• _Stored items_:
╔══

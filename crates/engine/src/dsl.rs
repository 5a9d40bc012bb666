//! Declaration API
//!
//! A [`ContextDsl`] is lent to exactly one call of a context body. Tests and
//! child contexts can only be registered through that `&mut` borrow, so a
//! registration can never escape into a container whose body has returned.
//!
//! The same body runs in two situations: while the tree is being discovered
//! and while a single isolated test is being replayed. The builder forwards
//! every registration to the walk it belongs to.

use crate::execution::{after_suite_fn, chain_given, run_test, GivenFn, TestContext};
use crate::outcome::{catch_body, IntoOutcome};
use crate::replay::ReplayState;
use crate::resources::ResourceScope;
use crate::walker::DiscoveryState;
use futures::future::BoxFuture;
use futures::FutureExt;
use nestrun_core::{Context, EngineError, FailureCause, SourceInfo, TestDescription, TestResult};
use std::collections::HashSet;
use std::fmt;
use std::future::Future;
use std::sync::Arc;

// ============================================================================
// Options
// ============================================================================

/// Attributes of a declared test.
#[derive(Debug, Clone, Default)]
pub struct TestOptions {
    pub(crate) tags: Vec<String>,
    pub(crate) ignored: Option<String>,
}

impl TestOptions {
    /// Default options: no tags, not ignored.
    pub fn new() -> Self {
        Self::default()
    }

    /// Attach a tag.
    pub fn tag(mut self, tag: impl Into<String>) -> Self {
        self.tags.push(tag.into());
        self
    }

    /// Skip the test, reporting `reason`.
    pub fn ignored(mut self, reason: impl Into<String>) -> Self {
        self.ignored = Some(reason.into());
        self
    }
}

/// Attributes of a declared child context.
#[derive(Debug, Clone, Default)]
pub struct ContextOptions {
    pub(crate) tags: Vec<String>,
    pub(crate) isolation: Option<bool>,
    pub(crate) ignored: Option<String>,
}

impl ContextOptions {
    /// Default options: no tags, isolation inherited, not ignored.
    pub fn new() -> Self {
        Self::default()
    }

    /// Attach a tag.
    pub fn tag(mut self, tag: impl Into<String>) -> Self {
        self.tags.push(tag.into());
        self
    }

    /// Turn isolation off (or explicitly on) for this subtree.
    ///
    /// Turning it back on below a context without isolation fails the
    /// context.
    pub fn isolation(mut self, isolation: bool) -> Self {
        self.isolation = Some(isolation);
        self
    }

    /// Do not run the context body; report one skipped test instead.
    pub fn ignored(mut self, reason: impl Into<String>) -> Self {
        self.ignored = Some(reason.into());
        self
    }
}

// ============================================================================
// Walk state
// ============================================================================

/// The walk a body runs in.
pub(crate) enum Walk<'w> {
    Discover(&'w mut DiscoveryState),
    Replay(&'w mut ReplayState),
}

impl Walk<'_> {
    fn is_aborted(&self) -> bool {
        match self {
            Walk::Discover(state) => state.fatal.is_some(),
            Walk::Replay(state) => state.is_failed(),
        }
    }

    fn abort(&mut self, error: EngineError) {
        match self {
            Walk::Discover(state) => {
                state.fatal.get_or_insert(error);
            }
            Walk::Replay(state) => state.fail(error.into()),
        }
    }
}

/// Per-invocation bookkeeping of one container body.
pub(crate) struct Container {
    pub(crate) context: Arc<Context>,
    pub(crate) scope: Arc<ResourceScope>,
    /// Run children regardless of tags (an ancestor carries the active tag)
    pub(crate) execute_all: bool,
    /// The body already completed once in an earlier pass
    pub(crate) investigated: bool,
    names: HashSet<String>,
    pub(crate) declared: Vec<String>,
    /// Declaration indices from the root down to this container
    pub(crate) position: Vec<usize>,
    pub(crate) ran_a_test: bool,
    pub(crate) contexts_left: bool,
}

impl Container {
    /// Position of the most recent declaration in this container.
    pub(crate) fn declaration_position(&self) -> Vec<usize> {
        let mut position = self.position.clone();
        position.push(self.declared.len().saturating_sub(1));
        position
    }

    pub(crate) fn new(
        context: Arc<Context>,
        scope: Arc<ResourceScope>,
        execute_all: bool,
        investigated: bool,
    ) -> Self {
        Self {
            context,
            scope,
            execute_all,
            investigated,
            names: HashSet::new(),
            declared: Vec::new(),
            position: Vec::new(),
            ran_a_test: false,
            contexts_left: false,
        }
    }
}

/// Something that can run a child context body inside a walk.
pub(crate) trait EnterContext {
    fn enter(self, walk: Walk<'_>, container: Container) -> (Result<(), FailureCause>, Container);
}

struct ChildBody<C, B> {
    given: GivenFn<C>,
    body: B,
}

impl<C, B, R> EnterContext for ChildBody<C, B>
where
    C: Send + 'static,
    B: FnOnce(&mut ContextDsl<'_, C>) -> R,
    R: IntoOutcome,
{
    fn enter(self, walk: Walk<'_>, container: Container) -> (Result<(), FailureCause>, Container) {
        let mut dsl = ContextDsl::new(walk, container, self.given);
        let body = self.body;
        let outcome = catch_body(|| body(&mut dsl));
        (outcome, dsl.into_container())
    }
}

/// Factory for the execution of one declared test.
pub(crate) type TestUnit<'a> =
    Box<dyn FnOnce(TestDescription, Arc<ResourceScope>, bool) -> BoxFuture<'static, TestResult> + 'a>;

// ============================================================================
// ContextDsl
// ============================================================================

/// Builder lent to one invocation of a context body.
///
/// `G` is the value every test in this context receives, produced by the
/// given chain of the context and its ancestors.
pub struct ContextDsl<'w, G> {
    walk: Walk<'w>,
    container: Container,
    given: GivenFn<G>,
}

impl<'w, G> ContextDsl<'w, G>
where
    G: Send + 'static,
{
    pub(crate) fn new(walk: Walk<'w>, container: Container, given: GivenFn<G>) -> Self {
        Self {
            walk,
            container,
            given,
        }
    }

    pub(crate) fn into_container(self) -> Container {
        self.container
    }

    /// The context this body declares.
    pub fn context(&self) -> &Arc<Context> {
        &self.container.context
    }

    /// Declare a test.
    #[track_caller]
    pub fn test<F, Fut, R>(&mut self, name: impl Into<String>, body: F)
    where
        F: FnOnce(TestContext, G) -> Fut + Send + 'static,
        Fut: Future<Output = R> + Send + 'static,
        R: IntoOutcome + 'static,
    {
        let source = SourceInfo::caller();
        self.register_test(name.into(), TestOptions::default(), source, body);
    }

    /// Declare a test with tags or an ignore reason.
    #[track_caller]
    pub fn test_with<F, Fut, R>(&mut self, name: impl Into<String>, options: TestOptions, body: F)
    where
        F: FnOnce(TestContext, G) -> Fut + Send + 'static,
        Fut: Future<Output = R> + Send + 'static,
        R: IntoOutcome + 'static,
    {
        let source = SourceInfo::caller();
        self.register_test(name.into(), options, source, body);
    }

    /// Declare a test that is reported as pending and never runs.
    #[track_caller]
    pub fn ignore<F, Fut, R>(&mut self, name: impl Into<String>, _body: F)
    where
        F: FnOnce(TestContext, G) -> Fut + Send + 'static,
        Fut: Future<Output = R> + Send + 'static,
        R: IntoOutcome + 'static,
    {
        let source = SourceInfo::caller();
        let name = name.into();
        if !self.declare(&name) {
            return;
        }
        if let Walk::Discover(state) = &mut self.walk {
            state.visit_pending(&self.container, name, source);
        }
    }

    /// Declare a child context whose tests receive the same value as this one.
    #[track_caller]
    pub fn describe<B, R>(&mut self, name: impl Into<String>, body: B)
    where
        B: FnOnce(&mut ContextDsl<'_, G>) -> R,
        R: IntoOutcome,
    {
        let source = SourceInfo::caller();
        let given = Arc::clone(&self.given);
        self.register_context(name.into(), ContextOptions::default(), source, ChildBody { given, body });
    }

    /// Declare a child context with tags, isolation or an ignore reason.
    #[track_caller]
    pub fn describe_with<B, R>(&mut self, name: impl Into<String>, options: ContextOptions, body: B)
    where
        B: FnOnce(&mut ContextDsl<'_, G>) -> R,
        R: IntoOutcome,
    {
        let source = SourceInfo::caller();
        let given = Arc::clone(&self.given);
        self.register_context(name.into(), options, source, ChildBody { given, body });
    }

    /// Declare a child context that derives a new value from this one.
    ///
    /// `producer` runs once for every test of the child, after the
    /// producers of all ancestors.
    #[track_caller]
    pub fn describe_given<C, P, Fut, E, B, R>(&mut self, name: impl Into<String>, producer: P, body: B)
    where
        C: Send + 'static,
        P: Fn(G) -> Fut + Send + Sync + 'static,
        Fut: Future<Output = Result<C, E>> + Send + 'static,
        E: Into<anyhow::Error> + 'static,
        B: FnOnce(&mut ContextDsl<'_, C>) -> R,
        R: IntoOutcome,
    {
        let source = SourceInfo::caller();
        let given = chain_given(Arc::clone(&self.given), producer);
        self.register_context(name.into(), ContextOptions::default(), source, ChildBody { given, body });
    }

    /// [`ContextDsl::describe_given`] with options.
    #[track_caller]
    pub fn describe_given_with<C, P, Fut, E, B, R>(
        &mut self,
        name: impl Into<String>,
        options: ContextOptions,
        producer: P,
        body: B,
    ) where
        C: Send + 'static,
        P: Fn(G) -> Fut + Send + Sync + 'static,
        Fut: Future<Output = Result<C, E>> + Send + 'static,
        E: Into<anyhow::Error> + 'static,
        B: FnOnce(&mut ContextDsl<'_, C>) -> R,
        R: IntoOutcome,
    {
        let source = SourceInfo::caller();
        let given = chain_given(Arc::clone(&self.given), producer);
        self.register_context(name.into(), options, source, ChildBody { given, body });
    }

    /// Register a resource closed when the owning scope is closed.
    ///
    /// In an isolated context that is the end of each test; otherwise it is
    /// the end of the suite.
    pub fn auto_close<R, F, O>(&mut self, resource: R, closer: F) -> Arc<R>
    where
        R: Send + Sync + 'static,
        F: FnOnce(&R) -> O + Send + 'static,
        O: IntoOutcome,
    {
        self.container.scope.auto_close(resource, closer)
    }

    /// Register a callback that runs after every test using this scope.
    pub fn after_each<F, Fut, O>(&mut self, callback: F)
    where
        F: Fn(TestDescription, TestResult) -> Fut + Send + Sync + 'static,
        Fut: Future<Output = O> + Send + 'static,
        O: IntoOutcome + 'static,
    {
        self.container.scope.after_each(callback);
    }

    /// Register a callback that runs once after the whole suite.
    ///
    /// Only the first investigation of a context registers it, so replays
    /// do not add duplicates.
    pub fn after_suite<F, Fut, R>(&mut self, callback: F)
    where
        F: FnOnce() -> Fut + Send + 'static,
        Fut: Future<Output = R> + Send + 'static,
        R: IntoOutcome + 'static,
    {
        if let Walk::Discover(state) = &mut self.walk {
            if !self.container.investigated {
                state.after_suite.push(after_suite_fn(callback));
            }
        }
    }

    fn declare(&mut self, name: &str) -> bool {
        if self.walk.is_aborted() {
            return false;
        }
        self.container.declared.push(name.to_string());
        if !self.container.names.insert(name.to_string()) {
            let error = EngineError::DuplicateName {
                name: name.to_string(),
                context: self.container.context.name().to_string(),
            };
            self.walk.abort(error);
            return false;
        }
        true
    }

    fn register_test<F, Fut, R>(&mut self, name: String, options: TestOptions, source: SourceInfo, body: F)
    where
        F: FnOnce(TestContext, G) -> Fut + Send + 'static,
        Fut: Future<Output = R> + Send + 'static,
        R: IntoOutcome + 'static,
    {
        if !self.declare(&name) {
            return;
        }
        let given = Arc::clone(&self.given);
        let unit: TestUnit<'_> = Box::new(move |test, scope, close_resources| {
            run_test(test, given, body, scope, close_resources).boxed()
        });
        match &mut self.walk {
            Walk::Discover(state) => state.visit_test(&mut self.container, name, options, source, unit),
            Walk::Replay(state) => state.visit_test(&self.container, name, source, unit),
        }
    }

    fn register_context<E: EnterContext>(
        &mut self,
        name: String,
        options: ContextOptions,
        source: SourceInfo,
        child: E,
    ) {
        if !self.declare(&name) {
            return;
        }
        match &mut self.walk {
            Walk::Discover(state) => state.visit_context(&mut self.container, name, options, source, child),
            Walk::Replay(state) => state.visit_context(&self.container, name, options, source, child),
        }
    }
}

impl<G> fmt::Debug for ContextDsl<'_, G> {
    fn fmt(&self, f: &mut fmt::Formatter<'_>) -> fmt::Result {
        f.debug_struct("ContextDsl")
            .field("context", &self.container.context.to_string())
            .field("declared", &self.container.declared)
            .finish()
    }
}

╚══

• _Work item_: With the line containing "use crate::replay::ReplayState;" as the last one, please set down exactly the lines of the records above from their very first line, and nothing more.

• _Answer to this problem_:
filename crates/engine/src/dsl.rs
repository 5a9d40bc012bb666
//! Declaration API
//!
//! A [`ContextDsl`] is lent to exactly one call of a context body. Tests and
//! child contexts can only be registered through that `&mut` borrow, so a
//! registration can never escape into a container whose body has returned.
//!
//! The same body runs in two situations: while the tree is being discovered
//! and while a single isolated test is being replayed. The builder forwards
//! every registration to the walk it belongs to.

use crate::execution::{after_suite_fn, chain_given, run_test, GivenFn, TestContext};
use crate::outcome::{catch_body, IntoOutcome};
use crate::replay::ReplayState;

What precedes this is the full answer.